I am not going to respond to Charles's November 15, 2015 post on this subject, since it is not clear to me what exactly he is proposing. If he or others wish to address specific matters, I may or may not participate in the discussion.


message 9: by Charles (new)

Charles Gonzalez Alan, thank you for reposting with your reservations here. My intent was not to engage in any political or religious controversy. We get enough of that in the mega media. My thoughts were around our role as citizens in this new world and what we as citizens in a democracy expect from our leaders. I also think that morality is a sufficiently important subject especially as it concerns our conduct of foreign policy and indeed warfare. If anything, the events of the past 14 years have highlighted issues of morality in the public square and what we as citizens are prepared to accept to protect ourselves and our families. These are, as Alan states , not easy subjects and I think they are deserving of attention within a discussion of ethics. Fear, suspicion and bias are human traits and behaviors which politicians of all kinds feed into and take advantage of. These issues may not interest the group and if not, please excuse my use of our square for this purpose.


message 10: by Alan (last edited Nov 16, 2015 05:02PM) (new)

Alan Johnson Charles wrote: "Alan, thank you for reposting with your reservations here. My intent was not to engage in any political or religious controversy. We get enough of that in the mega media. My thoughts were around ou..."

Thanks, Charles. My rules are not directed to you in particular but rather to everyone. Occasionally, I have found it necessary to delete a post (and sometimes a group member) for violating the basic rules of the group.

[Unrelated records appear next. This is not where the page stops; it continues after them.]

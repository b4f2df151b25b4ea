use super::{Meal, MealError};

const SECTION_PHOTO: &str = "photo:";
const SECTION_NAME: &str = "name:";
const SECTION_INSTRUCTIONS: &str = "instructions:";
const SECTION_DESCRIPTION: &str = "description:";

const SECTION_DELIM: &str = "===";

const SECTIONS: [&str; 4] = [
    SECTION_PHOTO,
    SECTION_NAME,
    SECTION_INSTRUCTIONS,
    SECTION_DESCRIPTION,
];

/// Parse a meal submission into a validated [`Meal`].
///
/// The text is expected to look like:
///
/// ```text
/// photo: <photo url>
/// ===
/// name: <meal name>
/// ===
/// instructions: <cooking instructions>
/// ===
/// description: <description>
/// ```
///
/// Sections may come in any order and any of them may be missing; `===` goes
/// between sections. Each paragraph fills at most one section, picked by the
/// unmatched label that occurs first in it. Only `name` and `photo` are
/// enforced, via [`Meal::validate`].
pub fn parse_text(text: &str) -> Result<Meal, MealError> {
    let mut meal = Meal::default();
    let mut processed = [false; SECTIONS.len()];

    for paragraph in text.split(SECTION_DELIM) {
        if processed.iter().all(|done| *done) {
            break;
        }

        let found = SECTIONS
            .iter()
            .enumerate()
            .filter(|(i, _)| !processed[*i])
            .filter_map(|(i, label)| paragraph.find(label).map(|pos| (pos, i, *label)))
            .min_by_key(|(pos, _, _)| *pos);

        let Some((pos, i, label)) = found else {
            continue;
        };

        let value = paragraph[pos + label.len()..].trim().to_string();
        match label {
            SECTION_PHOTO => meal.photo_url = value,
            SECTION_NAME => meal.name = value,
            SECTION_INSTRUCTIONS => meal.instructions = value,
            _ => meal.description = value,
        }
        processed[i] = true;
    }

    meal.validate()?;
    Ok(meal)
}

I have had no problem with your posts, even when I disagree with (or have a somewhat different approach to) some points you make. But the topic of terrorism is so emotional, and so much political rhetoric has already been invested on it in national politics, that I thought I should delineate a few additional special rules for comments on that topic. I think I agree with what you write in your preceding post. However, it is at a high level of generality, so please feel free to elaborate on it if you are interested in doing so. It's not clear to me what you mean concretely. Perhaps, however, you just wish to state a few general principles.


message 11: by Ronaldo (new)

Ronaldo Carneiro I think that strategists on both sides lack basic notions of Physics, like the principle of action and reaction in human coexistence: the principle of cause and effect. No one can bombard with impunity the civilian populations, including children and the elderly. This escalation of horror will not lead anywhere, based on the principle of "a tooth for a tooth".


message 12: by Alan (new)

Alan Johnson Although I don't always agree with David Ignatius, he provided a thoughtful analysis of the ISIS terrorist attacks in Paris and elsewhere in his November 16, 2015 column.


message 13: by Ronaldo (new)

Ronaldo Carneiro Good appraisal. Underlining Ignatius´statement:
"The liberal dream that is the European Union, one of the great achievements of the past half-century, will not survive intact unless it gets security right. Frightened people turn to demagogues".


message 14: by Alan (last edited Nov 17, 2015 07:15AM) (new)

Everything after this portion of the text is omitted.